Konstantin Shvachko, thanks for your nice discussion. I took further look and found more:
but I don't know what is the reason for postponing replica deletion. Postponing should probably be avoided in this case, since the commitBlockSync() is as good as block report for the particular block.
The result is as following:
- The postponing log in invalidateBlock called by markBlockAsCorrupt is not by result of block recovery, and it's by result of block report from dn0 after it restarts.
- Because as discussed, we will call setDataNodeDead after dn0 shutdown, it results in NN checks heartbeat and finds dn0 dead then remove dn0. Later we do truncate, block recovery happens, and genStamp of last block is increased. Then dn0 restarts successfully and block report happens, but it's replica of last block has old genStamp, so it will be marked as corrupted, when NN invalidates it's block replica, nr.replicasOnStaleNodes() > 0 is true, which is because DatanodeStorageInfo#blockContentsStale for dn0 in NN is true at this time. blockContentsStale is set to false in DatanodeStorageInfo#receivedBlockReport which is called after we finish processing block report in BlockManager.
otherwise NN can schedule recovery (with 1/3 probablity) on the dead DN as a primary. It will wait for the heartbeat from it, but will never receive it because it is down.

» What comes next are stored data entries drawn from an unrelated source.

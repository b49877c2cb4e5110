//! Per-sandbox certificate authority.
//!
//! The CA key pair lives only in this process; nothing is persisted. The CA
//! cert PEM is projected into the guest's workspace so tooling can trust it
//! via `SSL_CERT_FILE`. Leaf certificates are minted per intercepted SNI and
//! cached for the sandbox's lifetime.

use std::collections::HashMap;
use std::sync::{Arc, Mutex};

use rcgen::{
    BasicConstraints, Certificate, CertificateParams, DnType, IsCa, KeyPair, KeyUsagePurpose,
};
use rustls::pki_types::PrivatePkcs8KeyDer;

use crate::{Error, Result};

/// In-memory root CA for one sandbox.
pub struct SandboxCa {
    cert: Certificate,
    key: KeyPair,
    cert_pem: String,
    /// Per-host rustls server configs, minted on first interception.
    leaf_cache: Mutex<HashMap<String, Arc<rustls::ServerConfig>>>,
}

impl std::fmt::Debug for SandboxCa {
    fn fmt(&self, f: &mut std::fmt::Formatter<'_>) -> std::fmt::Result {
        f.debug_struct("SandboxCa").finish_non_exhaustive()
    }
}

impl SandboxCa {
    /// Generates a fresh self-signed root whose CN names the sandbox.
    pub fn new(sandbox_id: &str) -> Result<Self> {
        let key = KeyPair::generate().map_err(|e| Error::Ca(e.to_string()))?;
        let mut params =
            CertificateParams::new(Vec::new()).map_err(|e| Error::Ca(e.to_string()))?;
        params
            .distinguished_name
            .push(DnType::CommonName, format!("matchlock {sandbox_id}"));
        params.is_ca = IsCa::Ca(BasicConstraints::Unconstrained);
        params.key_usages = vec![KeyUsagePurpose::KeyCertSign, KeyUsagePurpose::CrlSign];

        let cert = params
            .self_signed(&key)
            .map_err(|e| Error::Ca(e.to_string()))?;
        let cert_pem = cert.pem();
        Ok(Self {
            cert,
            key,
            cert_pem,
            leaf_cache: Mutex::new(HashMap::new()),
        })
    }

    /// The CA certificate PEM exposed to the guest.
    pub fn cert_pem(&self) -> &str {
        &self.cert_pem
    }

    /// Returns a rustls server config presenting a leaf for `host`, minting
    /// and caching one on first use.
    pub fn server_config(&self, host: &str) -> Result<Arc<rustls::ServerConfig>> {
        let mut cache = match self.leaf_cache.lock() {
            Ok(g) => g,
            Err(poisoned) => poisoned.into_inner(),
        };
        if let Some(config) = cache.get(host) {
            return Ok(Arc::clone(config));
        }

        let leaf_key = KeyPair::generate().map_err(|e| Error::Ca(e.to_string()))?;
        let mut params = CertificateParams::new(vec![host.to_owned()])
            .map_err(|e| Error::Ca(e.to_string()))?;
        params.distinguished_name.push(DnType::CommonName, host);
        let leaf = params
            .signed_by(&leaf_key, &self.cert, &self.key)
            .map_err(|e| Error::Ca(e.to_string()))?;

        let key_der = PrivatePkcs8KeyDer::from(leaf_key.serialize_der());
        let config = rustls::ServerConfig::builder()
            .with_no_client_auth()
            .with_single_cert(vec![leaf.der().clone()], key_der.into())
            .map_err(|e| Error::Tls(e.to_string()))?;

        let config = Arc::new(config);
        cache.insert(host.to_owned(), Arc::clone(&config));
        Ok(config)
    }
}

Yes, the checkBlockRecovery() timeout is because of this. Currently when starting block recovery, NN chooses a DN (we say dn0) as primary, dn0 can get the BlockRecoveryCommand through the response of it's heartbeat to NN. but if the dn0 is dead, blockrecovery will not happen. Until expiredHardLimit is true in LeaseManager#checkLeases, then a new DN will be chosen as the primary and schedule a new block recovery for that last block.
You need to call setDataNodeDead() after shutdown()
Our modification to testTruncateWithDataNodesRestart is to assert replicas is decreased by 1 because replica of last block on dn0 should be marked as corrupt in NN after block recovery.
If we set setDataNodeDead after dn0 shutdown and before truncate, the replicas is already decreased by 1, then new added assertion doesn't make sense.
BTW, your change completely eliminates the failure of testTruncateWithDataNodesRestartImmediately() from
HDFS-7886, which I ran without triggerBlockReports().